For each line below, check for "memory"; give only the total of lines where it occurs.

[Dataset entries]
━━━

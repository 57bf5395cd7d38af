use anyhow::{Context, Result};

use sqlx::sqlite::{SqliteConnectOptions, SqlitePool, SqlitePoolOptions};
use std::path::Path;
use std::str::FromStr;
use tokio::fs;
use tracing::info;

/// Shared SQLite pool with the journal schema applied
#[derive(Clone)]
pub struct Database {
    pub pool: SqlitePool,
}

impl Database {
    pub async fn new(db_url: &str) -> Result<Self> {
        // Ensure the directory exists if it's a file path
        if let Some(path_part) = db_url.strip_prefix("sqlite://") {
            let path = Path::new(path_part);
            if let Some(parent) = path.parent()
                && !parent.as_os_str().is_empty()
                && !parent.exists()
            {
                fs::create_dir_all(parent)
                    .await
                    .context("Failed to create database directory")?;
            }
        }

        let options = SqliteConnectOptions::from_str(db_url)?
            .create_if_missing(true)
            .journal_mode(sqlx::sqlite::SqliteJournalMode::Wal);

        // In-memory databases live per connection, so keep a single one
        let max_connections = if db_url.contains(":memory:") { 1 } else { 5 };

        let pool = SqlitePoolOptions::new()
            .max_connections(max_connections)
            .connect_with(options)
            .await
            .context("Failed to connect to SQLite database")?;

        info!("Connected to database: {}", db_url);

        let db = Self { pool };
        db.init().await?;

        Ok(db)
    }

    /// Initialize database schema
    async fn init(&self) -> Result<()> {
        let mut conn = self.pool.acquire().await?;

        // 1. Trades
        sqlx::query(
            r#"
            CREATE TABLE IF NOT EXISTS trades (
                id TEXT PRIMARY KEY,
                date TEXT NOT NULL,
                time TEXT NOT NULL,
                asset TEXT NOT NULL,
                direction TEXT NOT NULL,
                entry_price TEXT NOT NULL,
                exit_price TEXT,
                position_size TEXT NOT NULL,
                fees TEXT,
                is_open BOOLEAN NOT NULL DEFAULT 1,
                pnl TEXT,
                closed_at TEXT,
                strategy TEXT NOT NULL DEFAULT '',
                notes TEXT NOT NULL DEFAULT '',
                market_conditions TEXT NOT NULL DEFAULT '',
                emotional_state TEXT,
                tags_json TEXT NOT NULL DEFAULT '[]',
                created_at INTEGER NOT NULL
            );
            "#,
        )
        .execute(&mut *conn)
        .await
        .context("Failed to create trades table")?;

        // Journals created before these columns existed; "duplicate column" errors are expected
        let _ = sqlx::query(
            "ALTER TABLE trades ADD COLUMN market_conditions TEXT NOT NULL DEFAULT ''",
        )
        .execute(&mut *conn)
        .await;
        let _ = sqlx::query("ALTER TABLE trades ADD COLUMN emotional_state TEXT")
            .execute(&mut *conn)
            .await;

        sqlx::query(
            r#"
            CREATE INDEX IF NOT EXISTS idx_trades_date
            ON trades (date);
            "#,
        )
        .execute(&mut *conn)
        .await
        .context("Failed to create trade date index")?;

        // 2. Goals
        sqlx::query(
            r#"
            CREATE TABLE IF NOT EXISTS goals (
                id TEXT PRIMARY KEY,
                goal_type TEXT NOT NULL,
                category TEXT NOT NULL,
                target REAL NOT NULL,
                created_at TEXT NOT NULL,
                deadline TEXT NOT NULL,
                description TEXT NOT NULL DEFAULT '',
                is_active BOOLEAN NOT NULL DEFAULT 1,
                priority TEXT NOT NULL DEFAULT 'medium'
            );
            "#,
        )
        .execute(&mut *conn)
        .await
        .context("Failed to create goals table")?;

        // 3. Portfolio (singleton row, settings stored as JSON)
        sqlx::query(
            r#"
            CREATE TABLE IF NOT EXISTS portfolio (
                id TEXT PRIMARY KEY,
                portfolio_json TEXT NOT NULL,
                updated_at DATETIME DEFAULT CURRENT_TIMESTAMP
            );
            "#,
        )
        .execute(&mut *conn)
        .await
        .context("Failed to create portfolio table")?;

        // 4. Asset catalogue
        sqlx::query(
            r#"
            CREATE TABLE IF NOT EXISTS assets (
                id TEXT PRIMARY KEY,
                symbol TEXT NOT NULL,
                name TEXT NOT NULL,
                category TEXT NOT NULL,
                exchange TEXT,
                sector TEXT,
                is_active BOOLEAN NOT NULL DEFAULT 1,
                created_at INTEGER NOT NULL
            );
            "#,
        )
        .execute(&mut *conn)
        .await
        .context("Failed to create assets table")?;

        // 5. Journal entries
        sqlx::query(
            r#"
            CREATE TABLE IF NOT EXISTS journal_entries (
                id TEXT PRIMARY KEY,
                date TEXT NOT NULL,
                title TEXT NOT NULL,
                content TEXT NOT NULL,
                mood TEXT NOT NULL DEFAULT 'neutral',
                tags_json TEXT NOT NULL DEFAULT '[]',
                created_at INTEGER NOT NULL
            );
            "#,
        )
        .execute(&mut *conn)
        .await
        .context("Failed to create journal_entries table")?;

        info!("Database schema initialized.");
        Ok(())
    }
}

━━━

■ **TASK RESPONSE**: 2